The ammo is non corrosive, so it will be fine.  It comes out hot and dirty though.


----------



## NorthWinds (18 Sep 2013)

Corrosive ammo is fine as long as you clean your guns thoroughly after shooting. With that said, Norinco is all non-corrosive anyways. I'd still recommend thorough cleaning as it is dirty. I got a case of 7.62x51NATO and run it through my 7005R. Not match accuracy but it's around 1 MOA.


----------



## Robert0288 (19 Sep 2013)

I've gotten a couple crates of corrosive 7.62 surplus.  Just make sure you clean it properly as soon as you come back from the range, and it isn't a problem.  Though 1 hot summer day when there seemed to be 100% humidity, I could start seeing rust on the inside of the gas tube by the time I got home.


----------



## chrisf (19 Sep 2013)

Almost anything stamped norinco will be non-corrosive.

There's some surplus Chinese ammo on the market that's corrosive, but it's not manufactured by norinco

https://www.canadaammo.com/product/detail/norinco-copper-washed-7-62x39-ammunition-crate-of-1200/ this stuff is corrosive, but norinco didn't exist until the 80s, box or packages will not be norinco

http://www.leverarms.com/chinese-military-surplus-7-62x39-fmj-non-corrosive.html they claim this stuff is non corrosive but several folks who've bought it are quite certain it's corrosive. You also won't find norinco stamped on it.
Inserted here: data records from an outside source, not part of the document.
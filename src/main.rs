//! perfhud: always-on-top style telemetry for CPU, GPU and frame rates.
//!
//! Run with:  `RUST_LOG=info perfhud [config.toml]`

use anyhow::Result;
use tracing_subscriber::EnvFilter;

fn main() -> Result<()> {
    // Structured logging; RUST_LOG controls verbosity (default: info).
    // Logs go to stderr so stdout carries only overlay lines.
    tracing_subscriber::fmt()
        .with_env_filter(
            EnvFilter::try_from_default_env().unwrap_or_else(|_| EnvFilter::new("info")),
        )
        .with_writer(std::io::stderr)
        .init();

    tracing::info!("perfhud v{} starting", env!("CARGO_PKG_VERSION"));

    let path = std::env::args_os()
        .nth(1)
        .map(std::path::PathBuf::from)
        .unwrap_or_else(hud_config::default_path);
    let config = hud_config::load(&path)?;

    hud_overlay::run(config).map_err(Into::into)
}
use crate::temperature::parse_millidegrees;
use hud_core::{GpuSnapshot, HudError, Result};
use std::path::{Path, PathBuf};
use tracing::{debug, info, warn};

/// GPU utilization and temperature backend.
pub trait GpuQuery: Send {
    fn name(&self) -> &'static str;

    /// Locate the device.  Called once.
    fn initialize(&mut self) -> Result<()>;

    /// Busy percentage, 0–100.
    fn utilization(&mut self) -> Result<u32>;

    /// Die temperature in °C.
    fn temperature(&mut self) -> Result<f32>;
}

/// Wraps a [`GpuQuery`] and turns every failure into placeholder values.
pub struct GpuMonitor {
    query: Option<Box<dyn GpuQuery>>,
}

impl GpuMonitor {
    pub fn new(mut query: Box<dyn GpuQuery>) -> Self {
        match query.initialize() {
            Ok(()) => {
                info!("GPU query: {}", query.name());
                Self { query: Some(query) }
            }
            Err(e) => {
                warn!("GPU query {} unavailable: {e}", query.name());
                Self::unavailable()
            }
        }
    }

    /// Use the first query in `candidates` that initializes.
    pub fn first_available(candidates: Vec<Box<dyn GpuQuery>>) -> Self {
        for mut query in candidates {
            match query.initialize() {
                Ok(()) => {
                    info!("GPU query: {}", query.name());
                    return Self { query: Some(query) };
                }
                Err(e) => debug!("GPU query {} rejected: {e}", query.name()),
            }
        }
        warn!("no GPU query available; GPU values will be shown as unavailable");
        Self::unavailable()
    }

    /// A monitor that always reports placeholders.
    pub fn unavailable() -> Self {
        Self { query: None }
    }

    #[must_use]
    pub fn is_available(&self) -> bool {
        self.query.is_some()
    }

    /// Query both values; either failing blanks the whole reading.
    pub fn sample(&mut self) -> GpuSnapshot {
        let Some(query) = self.query.as_mut() else {
            return GpuSnapshot::unavailable();
        };

        match (query.utilization(), query.temperature()) {
            (Ok(u), Ok(t)) => GpuSnapshot {
                utilization_percent: Some(u.min(100)),
                temperature_celsius: Some(t),
            },
            (Err(e), _) | (_, Err(e)) => {
                debug!("{e}");
                GpuSnapshot::unavailable()
            }
        }
    }
}

#[cfg(feature = "nvml")]
pub use nvml::NvmlGpu;

#[cfg(feature = "nvml")]
mod nvml {
    use super::GpuQuery;
    use hud_core::{HudError, Result};
    use nvml_wrapper::enum_wrappers::device::TemperatureSensor;
    use nvml_wrapper::{Device, Nvml};

    const NAME: &str = "nvml";

    /// NVIDIA GPU through NVML, the library behind `nvidia-smi`.
    ///
    /// NVML is initialized once; the device handle is looked up per query
    /// because it borrows the library handle.
    pub struct NvmlGpu {
        index: u32,
        nvml:  Option<Nvml>,
    }

    impl NvmlGpu {
        pub fn new(index: u32) -> Self {
            Self { index, nvml: None }
        }

        fn device(&self) -> Result<Device<'_>> {
            let nvml = self
                .nvml
                .as_ref()
                .ok_or_else(|| HudError::GpuUnavailable("NVML not initialized".into()))?;
            nvml.device_by_index(self.index).map_err(|e| {
                HudError::GpuUnavailable(format!("NVIDIA device {}: {e}", self.index))
            })
        }
    }

    impl GpuQuery for NvmlGpu {
        fn name(&self) -> &'static str {
            NAME
        }

        fn initialize(&mut self) -> Result<()> {
            let nvml = Nvml::init().map_err(|e| HudError::GpuUnavailable(format!("NVML: {e}")))?;
            self.nvml = Some(nvml);
            if let Err(e) = self.device() {
                self.nvml = None;
                return Err(e);
            }
            Ok(())
        }

        fn utilization(&mut self) -> Result<u32> {
            self.device()?
                .utilization_rates()
                .map(|u| u.gpu)
                .map_err(|e| HudError::GpuUnavailable(format!("utilization: {e}")))
        }

        fn temperature(&mut self) -> Result<f32> {
            self.device()?
                .temperature(TemperatureSensor::Gpu)
                .map(|t| t as f32)
                .map_err(|e| HudError::GpuUnavailable(format!("temperature: {e}")))
        }
    }
}

const DRM: &str = "drm";

/// GPU readout from the kernel DRM class (`/sys/class/drm`).
///
/// Uses the first `cardN` whose device exposes `gpu_busy_percent` and reads
/// the temperature from that device's hwmon chip.
#[derive(Debug)]
pub struct DrmGpu {
    root:   PathBuf,
    device: Option<PathBuf>,
    temp:   Option<PathBuf>,
}

impl DrmGpu {
    pub fn new(root: impl Into<PathBuf>) -> Self {
        Self {
            root:   root.into(),
            device: None,
            temp:   None,
        }
    }

    fn is_card(name: &str) -> bool {
        name.strip_prefix("card")
            .is_some_and(|n| !n.is_empty() && n.bytes().all(|b| b.is_ascii_digit()))
    }

    fn find_temp_input(device: &Path) -> Option<PathBuf> {
        let mut chips: Vec<PathBuf> = std::fs::read_dir(device.join("hwmon"))
            .ok()?
            .filter_map(|e| e.ok().map(|e| e.path()))
            .collect();
        chips.sort();
        chips
            .into_iter()
            .map(|chip| chip.join("temp1_input"))
            .find(|p| p.exists())
    }
}

impl GpuQuery for DrmGpu {
    fn name(&self) -> &'static str {
        DRM
    }

    fn initialize(&mut self) -> Result<()> {
        let mut cards: Vec<PathBuf> = std::fs::read_dir(&self.root)?
            .filter_map(|e| e.ok())
            .filter(|e| Self::is_card(&e.file_name().to_string_lossy()))
            .map(|e| e.path().join("device"))
            .collect();
        cards.sort();

        let device = cards
            .into_iter()
            .find(|d| d.join("gpu_busy_percent").exists())
            .ok_or_else(|| HudError::GpuUnavailable("no DRM card reports utilization".into()))?;

        self.temp = Self::find_temp_input(&device);
        self.device = Some(device);
        Ok(())
    }

    fn utilization(&mut self) -> Result<u32> {
        let device = self
            .device
            .as_ref()
            .ok_or_else(|| HudError::GpuUnavailable("not initialized".into()))?;
        let raw = std::fs::read_to_string(device.join("gpu_busy_percent"))?;
        raw.trim()
            .parse()
            .map_err(|e| HudError::GpuUnavailable(format!("bad busy percent {raw:?}: {e}")))
    }

    fn temperature(&mut self) -> Result<f32> {
        let input = self
            .temp
            .as_ref()
            .ok_or_else(|| HudError::GpuUnavailable("no temperature sensor".into()))?;
        let raw = std::fs::read_to_string(input)?;
        parse_millidegrees(&raw)
            .ok_or_else(|| HudError::GpuUnavailable(format!("bad temperature {raw:?}")))
    }
}
use hud_config::OutputFormat;
use hud_core::{CpuSnapshot, FpsSnapshot, GpuSnapshot};

/// Format one overlay line from the latest readings.
pub fn render_line(
    format: OutputFormat,
    cpu: &CpuSnapshot,
    gpu: &GpuSnapshot,
    fps: &FpsSnapshot,
) -> String {
    match format {
        OutputFormat::Text => format!("{cpu}  {gpu}  {fps}"),
        OutputFormat::Json => serde_json::json!({
            "cpu": cpu,
            "gpu": gpu,
            "fps": fps,
        })
        .to_string(),
    }
}
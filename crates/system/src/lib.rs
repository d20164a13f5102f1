//! Sensor aggregation for the overlay: rolling averages, the CPU temperature
//! provider chain, CPU and GPU sampling, and the two frame-rate estimators.
//!
//! Nothing here spawns threads.  Callers drive every component from their
//! own cadence; only [`CpuSampler::sample`] blocks.

pub mod capture;
pub mod clock;
pub mod cpu;
pub mod frame;
pub mod gpu;
pub mod temperature;
pub mod window;

pub use capture::{CaptureFrameCounter, FrameBuffer, FrameSource, SyntheticFrameSource};
pub use clock::{Clock, ManualClock, SystemClock};
pub use cpu::{CpuSampler, LoadProbe, SysinfoLoad};
pub use frame::FrameIntervalEstimator;
pub use gpu::{DrmGpu, GpuMonitor, GpuQuery};
#[cfg(feature = "nvml")]
pub use gpu::NvmlGpu;
pub use temperature::{Resolution, TemperatureProvider, TemperatureProviderChain};
pub use window::RollingWindow;
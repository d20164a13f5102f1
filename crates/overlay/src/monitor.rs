use hud_config::{FrameSourceKind, HudConfig};
use hud_core::{CpuSnapshot, FpsSnapshot, GpuSnapshot};
use hud_system::{
    CaptureFrameCounter, CpuSampler, DrmGpu, FrameIntervalEstimator, FrameSource, GpuMonitor,
    GpuQuery, LoadProbe, SyntheticFrameSource, SysinfoLoad, TemperatureProviderChain,
};
use std::time::Duration;

pub type BoxedCapture = CaptureFrameCounter<Box<dyn FrameSource>>;

/// One overlay's worth of sensor state.
///
/// Every instance owns its own windows, accumulators and hardware handles.
/// [`slow_tick`](Self::slow_tick) and [`fast_tick`](Self::fast_tick) are the
/// only entry points the cadences call.
pub struct Overlay<P = SysinfoLoad> {
    cpu:     CpuSampler<P>,
    gpu:     GpuMonitor,
    frames:  FrameIntervalEstimator,
    capture: Option<BoxedCapture>,
}

impl Overlay<SysinfoLoad> {
    /// Build every component against the real system.
    pub fn from_config(config: &HudConfig) -> Self {
        let temps = TemperatureProviderChain::with_default_providers(
            &config.sensors.hwmon_root,
            &config.sensors.thermal_root,
        );
        let cpu = CpuSampler::system(
            config.cpu.window,
            Duration::from_millis(config.cpu.sample_ms),
            temps,
        );
        let gpu = GpuMonitor::first_available(gpu_candidates(config));
        let frames = FrameIntervalEstimator::new(config.fps.window);

        let capture = config.capture.enabled.then(|| {
            let capture = &config.capture;
            let (kind, hz) = (capture.source, capture.synthetic_hz);
            CaptureFrameCounter::open(capture.region, capture.target_rate, move |region| match kind {
                FrameSourceKind::Synthetic => SyntheticFrameSource::create(region, hz)
                    .map(|s| Box::new(s) as Box<dyn FrameSource>),
            })
        });

        Self::from_parts(cpu, gpu, frames, capture)
    }
}

/// GPU queries in priority order: NVML first, then the DRM class.
fn gpu_candidates(config: &HudConfig) -> Vec<Box<dyn GpuQuery>> {
    let mut candidates: Vec<Box<dyn GpuQuery>> = Vec::new();
    #[cfg(feature = "nvml")]
    candidates.push(Box::new(hud_system::NvmlGpu::new(0)));
    candidates.push(Box::new(DrmGpu::new(&config.sensors.drm_root)));
    candidates
}

impl<P: LoadProbe> Overlay<P> {
    pub fn from_parts(
        cpu: CpuSampler<P>,
        gpu: GpuMonitor,
        frames: FrameIntervalEstimator,
        capture: Option<BoxedCapture>,
    ) -> Self {
        Self { cpu, gpu, frames, capture }
    }

    /// CPU and GPU reading.  Blocks for the CPU measurement window.
    pub fn slow_tick(&mut self) -> (CpuSnapshot, GpuSnapshot) {
        (self.cpu.sample(), self.gpu.sample())
    }

    /// Frame-rate bookkeeping; cheap enough for a 1 ms cadence.
    pub fn fast_tick(&mut self) -> FpsSnapshot {
        let mean_fps = self.frames.update();
        let real_fps = self.capture.as_mut().map(|c| {
            c.poll_once();
            c.real_fps()
        });
        FpsSnapshot { mean_fps, real_fps }
    }

    #[must_use]
    pub fn capture_running(&self) -> bool {
        self.capture.as_ref().is_some_and(|c| c.is_running())
    }

    /// Release the frame source.  Safe to call more than once.
    pub fn shutdown(&mut self) {
        if let Some(capture) = self.capture.as_mut() {
            capture.stop();
        }
    }
}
Canada ammo had two lots of non-corrosive 7.62x39 a while back, one lot was in wooden crates but civilian stale packages inside, and one lot in military packaging. All also marked norinco and quite definitely not corrosive. (The latter was also stamped "property of the department of the interior UAE" I've got a spam can of it left, i thought the markings alone were pretty neat)

All the other norinco stuff floating around, 7.62x51, .45, 9mm, 5.56, should be non-corrosive.


----------



## KevinB (19 Sep 2013)

Their 5.56mm ammo is notoriously undersized -- causing fliers and some spectacular short range keyholing.
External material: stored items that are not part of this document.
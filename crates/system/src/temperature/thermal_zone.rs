use super::{parse_millidegrees, TemperatureProvider};
use hud_core::{HudError, Result};
use std::path::PathBuf;

const NAME: &str = "thermal-zone";

/// Zone types firmware uses for the CPU package.
const CPU_ZONE_TYPES: &[&str] = &["x86_pkg_temp", "cpu-thermal", "cpu_thermal", "soc_thermal"];

/// Reads the firmware-exposed thermal zones under `/sys/class/thermal`.
///
/// Zones are matched by their `type` once during the handshake; the first
/// matching zone in sorted order wins on each read.
#[derive(Debug)]
pub struct ThermalZoneProvider {
    root:  PathBuf,
    zones: Vec<PathBuf>,
}

impl ThermalZoneProvider {
    pub fn new(root: impl Into<PathBuf>) -> Self {
        Self {
            root:  root.into(),
            zones: Vec::new(),
        }
    }
}

fn is_cpu_zone(kind: &str) -> bool {
    CPU_ZONE_TYPES.contains(&kind) || kind.to_ascii_lowercase().contains("cpu")
}

impl TemperatureProvider for ThermalZoneProvider {
    fn name(&self) -> &'static str {
        NAME
    }

    fn initialize(&mut self) -> Result<()> {
        let mut zones: Vec<PathBuf> = std::fs::read_dir(&self.root)?
            .filter_map(|e| e.ok().map(|e| e.path()))
            .filter(|p| {
                p.file_name()
                    .is_some_and(|n| n.to_string_lossy().starts_with("thermal_zone"))
            })
            .filter(|p| {
                std::fs::read_to_string(p.join("type")).is_ok_and(|t| is_cpu_zone(t.trim()))
            })
            .collect();
        zones.sort();

        if zones.is_empty() {
            return Err(HudError::sensor(NAME, "no CPU thermal zone"));
        }
        self.zones = zones;
        Ok(())
    }

    fn read_temperature(&mut self) -> Result<f32> {
        self.zones
            .iter()
            .find_map(|zone| {
                std::fs::read_to_string(zone.join("temp"))
                    .ok()
                    .and_then(|raw| parse_millidegrees(&raw))
            })
            .ok_or_else(|| HudError::sensor(NAME, "no readable CPU zone"))
    }
}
Their pistol ammo seems to be 'okay' -- but I would not buy anything from Norinco unless it was last resort.


----------



## Colin Parkinson (19 Sep 2013)

Have you pulled any bullets and measured them?


----------



## KevinB (19 Sep 2013)

I did -- there was also a thread on CGN about it in the Black Rifle section.


----------



## Mister Donut (4 Oct 2013)

KevinB said:
			
		

> I did -- there was also a thread on CGN about it in the Black Rifle section.



Can you still buy Norinco ammo down in the states?


----------



## Colin Parkinson (4 Oct 2013)

I doubt any is being imported, there might be a bit floating around at gunshows.


----------



## Mister Donut (7 Oct 2013)

That's what I thought.  Figured if Norc firearms are banned, the ammo would be also.


----------



## Colin Parkinson (7 Oct 2013)

They are allowed to import "sporting shotguns" into the US.


----------



## Mister Donut (7 Oct 2013)

Are the shotties stamped Dominion Arms, or Norinco, or does it matter?


----------



## Colin Parkinson (8 Oct 2013)

I was helping Canadaammo flog the mag fed shotguns at Shot a few years ago. Not sure if the shorty's would trigger their "short Barreled rifle" (SBR) regs which are a nightmare. So Regular length Dominion Arms Shotguns (16-20") are importable to the US. I do know that a shipment of Norincos were accidentally  unloaded in Tacoma, causing no end of troubles (backlogs in Vancouver port cause container ships to divert to Tacoma) the laws are complex and I can't honestly answer all of them.


----------